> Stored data

++++++++

//! `GET /media/list`, `GET /media/{gmid}`, `DELETE /media/{gmid}`,
//! `PUT /media/{gmid}/description` (§6).

use axum::extract::{Form, Path, Query, State};
use axum::Json;
use errors::ApiError;
use mk_core::traits::{ContentStore, MetadataRegistry, VectorIndex};
use mk_core::{Gmid, IndexState, MediaRecord, MediaType};
use serde::{Deserialize, Serialize};
use std::path::PathBuf;
use std::sync::Arc;

use crate::state::AppState;

#[derive(Debug, Deserialize)]
pub struct ListQuery {
    #[serde(default = "default_page")]
    pub page: usize,
    #[serde(default = "default_page_size")]
    pub page_size: usize,
    pub media_type: Option<String>
}

fn default_page() -> usize {
    1
}

fn default_page_size() -> usize {
    20
}

#[derive(Debug, Serialize)]
pub struct ListResponse {
    pub items: Vec<MediaRecord>,
    pub page: usize,
    pub page_size: usize,
    pub has_more: bool
}

/// `list`'s cursor is an opaque row offset; a page number is converted to
/// one since the HTTP contract is paged but the registry's own contract
/// (§3, C2) is cursor-based. The `media_type` filter is pushed into the
/// registry query itself rather than applied to an already-paginated page,
/// so filtering and pagination compose correctly.
pub async fn list(
    State(state): State<Arc<AppState>>,
    Query(query): Query<ListQuery>
) -> Result<Json<ListResponse>, ApiError> {
    let page = query.page.max(1);
    let page_size = query.page_size.clamp(1, 100);
    let cursor = ((page - 1) * page_size).to_string();

    let media_type = query
        .media_type
        .as_deref()
        .map(str::parse::<MediaType>)
        .transpose()
        .map_err(|reason| ApiError::InvalidInput { reason })?;

    let (items, next_cursor) = state.registry.list(page_size, Some(cursor), media_type).await?;

    Ok(Json(ListResponse { items, page, page_size, has_more: next_cursor.is_some() }))
}

pub async fn detail(
    State(state): State<Arc<AppState>>,
    Path(gmid): Path<String>
) -> Result<Json<MediaRecord>, ApiError> {
    let gmid = parse_gmid(&gmid)?;
    let record =
        state.registry.get(&gmid).await?.ok_or_else(|| ApiError::NotFound { gmid: gmid.to_string() })?;
    Ok(Json(record))
}

#[derive(Debug, Serialize)]
pub struct DeleteResponse {
    pub success: bool
}

/// Cascades across all three backends (§8 invariant 5): registry row,
/// original + thumbnail files, and the vector point. Order matters only in
/// that the registry row is removed last, so a crash mid-delete leaves a
/// record an operator can still find and retry against, rather than an
/// orphaned file with no trace of it.
pub async fn delete(
    State(state): State<Arc<AppState>>,
    Path(gmid): Path<String>
) -> Result<Json<DeleteResponse>, ApiError> {
    let gmid = parse_gmid(&gmid)?;
    let record =
        state.registry.get(&gmid).await?.ok_or_else(|| ApiError::NotFound { gmid: gmid.to_string() })?;

    state.content.delete(&PathBuf::from(&record.stored_path), &PathBuf::from(&record.thumbnail_path)).await?;
    state.index.delete(&gmid).await?;
    state.registry.delete(&gmid).await?;

    Ok(Json(DeleteResponse { success: true }))
}

#[derive(Debug, Deserialize)]
pub struct DescriptionForm {
    pub description: String
}

/// Editing the description invalidates both stored vectors (the text
/// embedding is derived from it, and re-upsert always writes both named
/// vectors together, §4.2) — so this CASes `Indexed -> thumbnail_ready` and
/// re-enqueues rather than patching the vector payload in place.
pub async fn update_description(
    State(state): State<Arc<AppState>>,
    Path(gmid): Path<String>,
    Form(form): Form<DescriptionForm>
) -> Result<Json<MediaRecord>, ApiError> {
    let gmid = parse_gmid(&gmid)?;
    let record =
        state.registry.get(&gmid).await?.ok_or_else(|| ApiError::NotFound { gmid: gmid.to_string() })?;

    state.registry.update_description(&gmid, form.description).await?;

    if record.index_state.can_transition_to(IndexState::ThumbnailReady) {
        state.registry.transition(&gmid, record.index_state, IndexState::ThumbnailReady, None).await?;
        if state.pipeline.enqueue(gmid.clone()).is_err() {
            tracing::warn!(%gmid, "ingestion queue full, description re-index will be picked up on reconciliation");
        }
    }

    let updated =
        state.registry.get(&gmid).await?.ok_or_else(|| ApiError::NotFound { gmid: gmid.to_string() })?;
    Ok(Json(updated))
}

fn parse_gmid(raw: &str) -> Result<Gmid, ApiError> {
    raw.parse().map_err(|_| ApiError::InvalidInput { reason: format!("malformed gmid: {raw}") })
}

#[cfg(test)]
mod tests {
    use super::*;
    use crate::test_support::test_state;
    use chrono::Utc;

    fn sample(gmid: Gmid, state: IndexState) -> MediaRecord {
        MediaRecord {
            gmid,
            original_name: "cat.jpg".into(),
            stored_path: "photos/2026-07-27/cat.jpg".into(),
            thumbnail_path: "thumbnails/2026-07-27/cat.jpg".into(),
            media_type: MediaType::Photo,
            size_bytes: 10,
            width: Some(10),
            height: Some(10),
            duration_ms: None,
            upload_time: Utc::now(),
            description: "cat".into(),
            index_state: state,
            index_attempts: 0,
            last_error: None
        }
    }

    #[tokio::test]
    async fn detail_returns_not_found_for_unknown_gmid() {
        let (state, _dir) = test_state(|_| {}).await;
        let gmid = "a".repeat(32);
        let err = detail(State(Arc::new(state)), Path(gmid)).await.unwrap_err();
        assert!(matches!(err, ApiError::NotFound { .. }));
    }

    #[tokio::test]
    async fn list_filters_by_media_type() {
        let (state, _dir) = test_state(|_| {}).await;
        let photo = Gmid::from_content(b"photo record");
        state.registry.put(sample(photo.clone(), IndexState::Indexed)).await.unwrap();
        let mut video = sample(Gmid::from_content(b"video record"), IndexState::Indexed);
        video.media_type = MediaType::Video;
        state.registry.put(video).await.unwrap();

        let state = Arc::new(state);
        let response = list(
            State(state.clone()),
            Query(ListQuery { page: 1, page_size: 20, media_type: Some("photo".to_string()) })
        )
        .await
        .unwrap();
        assert_eq!(response.0.items.len(), 1);
        assert_eq!(response.0.items[0].gmid, photo);
    }

    #[tokio::test]
    async fn update_description_requeues_an_indexed_record() {
        let (state, _dir) = test_state(|_| {}).await;
        let gmid = Gmid::from_content(b"requeue me");
        state.registry.put(sample(gmid.clone(), IndexState::Indexed)).await.unwrap();

        let state = Arc::new(state);
        let updated = update_description(
            State(state.clone()),
            Path(gmid.to_string()),
            Form(DescriptionForm { description: "a new caption".to_string() })
        )
        .await
        .unwrap();

        assert_eq!(updated.0.description, "a new caption");
        assert_eq!(updated.0.index_state, IndexState::ThumbnailReady);
    }

    #[tokio::test]
    async fn delete_removes_the_record() {
        let (state, _dir) = test_state(|_| {}).await;
        let gmid = Gmid::from_content(b"delete me");
        state.registry.put(sample(gmid.clone(), IndexState::Pending)).await.unwrap();

        let state = Arc::new(state);
        delete(State(state.clone()), Path(gmid.to_string())).await.unwrap();
        assert!(state.registry.get(&gmid).await.unwrap().is_none());
    }
}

++++++++

> Work order
Copy every line from the data that includes the string "PathBuf".

> Answer for this exercise
use std::path::PathBuf;
    state.content.delete(&PathBuf::from(&record.stored_path), &PathBuf::from(&record.thumbnail_path)).await?;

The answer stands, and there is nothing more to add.